The presence of a 2D quantum spin liquid state was recently suggested for the spin-orbit coupled Mott insulator $\alpha$-RuCl$_3$ with a honeycomb lattice.[Phys. Rev. 90, 041112 (2014)] Optical spectroscopy, Raman scattering, specific heat as well as magnetic susceptibility measurements on $\alpha$-RuCl$_3$ identified elementary excitations due to electronic correlations and spin-orbit coupling.[arXiv:1503.07593, Phys. Rev. Letters 114, 147201 (2015), and Phys. Rev. 91, 144420 (2015)] These observations appear to be consistent with theoretical expectations for Heisenberg-Kitaev model for QSL.[Phys. Rev. 91, 241110 (2015)] The underlying mechanism for the unconventional magnetism in $\alpha$-RuCl$_3$ was further investigated by probing the effect of external magnetic field on the Raman spectroscopic signatures. Raman scattering experiments were performed at temperatures down to 5 K and magnetic fields up to 10 T. The intensity of strongest A$_{1g}$ phonon was found to decrease with increasing magnetic field strength suggesting the presence of strong magnetic interactions. The experimental observations and its implications will be presented.   
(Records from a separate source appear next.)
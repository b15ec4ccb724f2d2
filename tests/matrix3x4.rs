#[macro_use] extern crate colmat_assert_close;

use colmat::{mat, vee, IsMatrix, ResizeFrom, Uninitialized};
use colmat::{M22, M23, M24, M33, M34, M43, M44, V3, V4};
use rand::random;

fn random_m34() -> M34<f64> {
    mat::from_fn(|_, _| random::<f64>() - 0.5)
}

#[test]
fn shape_metadata() {
    assert_eq!(<M34 as IsMatrix>::COLS, 3);
    assert_eq!(<M34 as IsMatrix>::ROWS, 4);

    fn transpose_of<M: IsMatrix>(_: &M) -> Option<M::Transpose> { None }
    let m = M34::<f32>::eye();
    let t: Option<M43<f32>> = transpose_of(&m);
    assert!(t.is_none());
    assert_eq!(m.t().t(), m);
}

#[test]
fn constructors_agree() {
    let by_scalars = M34::new(
        1.0, 2.0, 3.0, 4.0,
        5.0, 6.0, 7.0, 8.0,
        9.0, 10.0, 11.0, 12.0,
    );
    let by_cols = M34::from_cols(V4([1.0, 2.0, 3.0, 4.0]), V4([5.0, 6.0, 7.0, 8.0]), V4([9.0, 10.0, 11.0, 12.0]));
    let by_fn: M34 = mat::from_fn(|c, r| (4 * c + r + 1) as f64);
    let by_array = mat::from_array([
        [1.0, 2.0, 3.0, 4.0],
        [5.0, 6.0, 7.0, 8.0],
        [9.0, 10.0, 11.0, 12.0],
    ]);
    let by_flat = M34::try_from_flat(&(1..=12).map(f64::from).collect::<Vec<_>>()).unwrap();

    assert_eq!(by_scalars, by_cols);
    assert_eq!(by_scalars, by_fn);
    assert_eq!(by_scalars, by_array);
    assert_eq!(by_scalars, by_flat);
    assert_eq!(by_scalars.into_array()[1], [5.0, 6.0, 7.0, 8.0]);
}

#[test]
fn default_and_scalar_fill() {
    assert_eq!(M34::<f64>::default(), M34::from_scalar(1.0));
    assert_eq!(M34::<f64>::default(), mat::eye());
    assert_eq!(M34::new_uninitialized(Uninitialized), M34::<i64>::zero());

    let m = M34::from_scalar(2.5f32);
    assert_eq!(m.row(3), V3([0.0, 0.0, 0.0]));
    assert_eq!(m.col(1), V4([0.0, 2.5, 0.0, 0.0]));
}

#[test]
fn flat_length_error_converts_to_failure() {
    fn build(xs: &[f64]) -> Result<M34, failure::Error> {
        Ok(M34::try_from_flat(xs)?)
    }
    let err = build(&[1.0; 9]).unwrap_err();
    assert_eq!(err.to_string(), "expected 12 elements for a 3x4 matrix, got 9");
}

#[test]
fn every_shape_resizes_into_3x4() {
    fn via<A>(src: A) -> M34<i32>
    where M34<i32>: ResizeFrom<A>,
    { mat::resize(&src) }

    assert_eq!(via(M22::from_scalar(5)), M34::new(
        5, 0, 0, 0,
        0, 5, 0, 0,
        0, 0, 1, 0,
    ));
    assert_eq!(via(M44::from_scalar(5)), M34::from_scalar(5));
    assert_eq!(via(M43::<i32>::zero()), M34::zero());
    assert_eq!(via(M23::<i32>::zero()), M34::new(
        0, 0, 0, 0,
        0, 0, 0, 0,
        0, 0, 1, 0,
    ));
}

#[test]
fn round_trip_through_4x4() {
    // growing then shrinking keeps the original elements
    let m = random_m34();
    let big = M44::resize_from(&m);
    assert_eq!(big[3], V4([0.0, 0.0, 0.0, 1.0]));
    assert_eq!(M34::resize_from(&big), m);
}

#[test]
fn products_against_transpose() {
    // (A B)^T == B^T A^T
    for _ in 0..10 {
        let a = random_m34();
        let b: M43 = mat::from_fn(|_, _| random::<f64>());
        let lhs: M44 = (a * b).t();
        let rhs: M44 = b.t() * a.t();
        assert_close!(lhs.as_flat(), rhs.as_flat());
    }
}

#[test]
fn matrix_vector_agrees_with_row_vector() {
    // M v == v^T M^T
    for _ in 0..10 {
        let m = random_m34();
        let v: V3 = vee::from_fn(|_| random::<f64>());
        let left = m * v;
        let right = v * m.t();
        assert_close!(left.0, right.0);
    }
}

#[test]
fn compound_assignment_with_other_element_types() {
    let mut m = M34::<f64>::zero();
    m += 3u8;
    m *= 2i64;
    m -= 0.5f32;
    m /= 2usize;
    assert_eq!(m, M34::from_fn(|_, _| 2.75));

    let mut m = M34::<i32>::eye();
    m += M34::<f64>::from_scalar(1.9);
    assert_eq!(m, M34::from_scalar(2));
    m -= &M34::<u8>::eye();
    assert_eq!(m, M34::eye());
}

#[test]
fn formatting() {
    let m = M34::from_scalar(1.0);
    assert_eq!(
        format!("{:.1}", m),
        "[[1.0, 0.0, 0.0, 0.0], [0.0, 1.0, 0.0, 0.0], [0.0, 0.0, 1.0, 0.0]]",
    );
    assert_eq!(format!("{:?}", M22::<i32>::eye()), "[[1, 0], [0, 1]]");
}

#[test]
fn sum_of_matrices() {
    let ms = vec![M34::<i32>::eye(), M34::from_scalar(2), M34::zero()];
    assert_eq!(ms.iter().sum::<M34<i32>>(), M34::from_scalar(3));
}

#[test]
fn products_of_identities() {
    let shapes_agree: M24<i32> = M34::eye() * M23::eye();
    assert_eq!(shapes_agree, M24::eye());
    let square: M33<i32> = M43::eye() * M34::eye();
    assert_eq!(square, M33::eye());
}

#[cfg(feature = "serde-support")]
#[test]
fn serde_nested_columns() {
    let m = M34::<i32>::eye();
    let json = serde_json::to_string(&m).unwrap();
    assert_eq!(json, "[[1,0,0,0],[0,1,0,0],[0,0,1,0]]");
    assert_eq!(serde_json::from_str::<M34<i32>>(&json).unwrap(), m);
}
Phase diagram and quantum order by disorder in the Kitaev $K_1$-$K_2$ honeycomb magnet

We show that the topological Kitaev spin liquid on the honeycomb lattice is extremely fragile against the second neighbor Kitaev coupling $K_2$, which has been recently identified as the dominant perturbation away from the nearest neighbor model in iridate Na$_2$IrO$_3$, and may also play a role in $\alpha$-RuCl$_3$. This coupling explains naturally the zig-zag ordering and the special entanglement between real and spin space observed recently in Na$_2$IrO$_3$. The minimal $K_1$-$K_2$ model that we present here holds in addition the unique property that the classical and quantum phase diagrams and their respective order-by-disorder mechanisms are qualitatively different due to their fundamentally different symmetry structure.   

High Pressure Transport and Structural Study on the Honeycomb Lattice Iridates $A_2$IrO$_3$ ($A =$ Na, Li)

The honeycomb lattice iridates $A_2$IrO$_3$ ($A =$ Na, Li) have been predicted and shown to exhibit novel magnetic properties which suggest that these materials could realize bond-directional Kitaev-like magnetic exchange interactions [1 - 5]. We will present high pressure (P) electrical transport ($P \leq 80$~GPa) and powder X-ray diffraction ($P \leq 40$~GPa) on these materials. The PXRD data for both materials show a structural transition around $P \sim 5$~GPa. The transport data show a dramatic reduction of the charge gap for Na$_2$IrO$_3$. References: [1] J. Chaloupka, G. Jackeli, and G. Khaliullin, Phys. Rev.Lett. {\bf 105}, 027204 (2010). [2] Y. Singh and P. Gegenwart, Phys. Rev. B {\bf 82}, 064412 (2010). [3] Y. Singh et al., Phys. Rev. Lett. {\bf 108}, 127203 (2012). [3] F. Ye et al., Phys. Rev. B {\bf 85}, 180403 (2012) [5] S. H. Chun et al. Nature Phys. {\bf 11}, 462 (2015).   

Order by disorder in Kitaev-Heisenberg models on the honeycomb lattice

Recent diffuse magnetic x-ray scattering data in Na2IrO3 [1] clearly determined the spin orientation in this zigzag state and showed that, unexpectedly, it is along  the 44.3 degrees direction  with respect to a axis, which is approximately half way in between the cubic x and y axes.  This experiment provides an important check of the validity of any  model proposed to described the  magnetic properties  of Na2IrO3 as the model should correctly predict not only the type of the magnetic order but also  its orientation in space. We propose that order by disorder mechanism in quantum J1-K1-J2-K2-J3 model [2] gives the experimentally observed direction along cubic face diagonals. Our findings are based on both the calculation of the contribution  of thermal fluctuations of quantum spins into free energy   obtained by Hubbard-Stratonovich transformation and  the zero-point correction to the ground state energy due to quantum spin fluctuations obtained by the spin-wave expansion at zero temperature. [1] S. H. Chun et al, Nature Physics10,1038 (2015).? [2] Y. Sizyuk, C. Price, P. Woelfle, and N. B. Perkins,? Phys. Rev. B  90, 155126 (2014).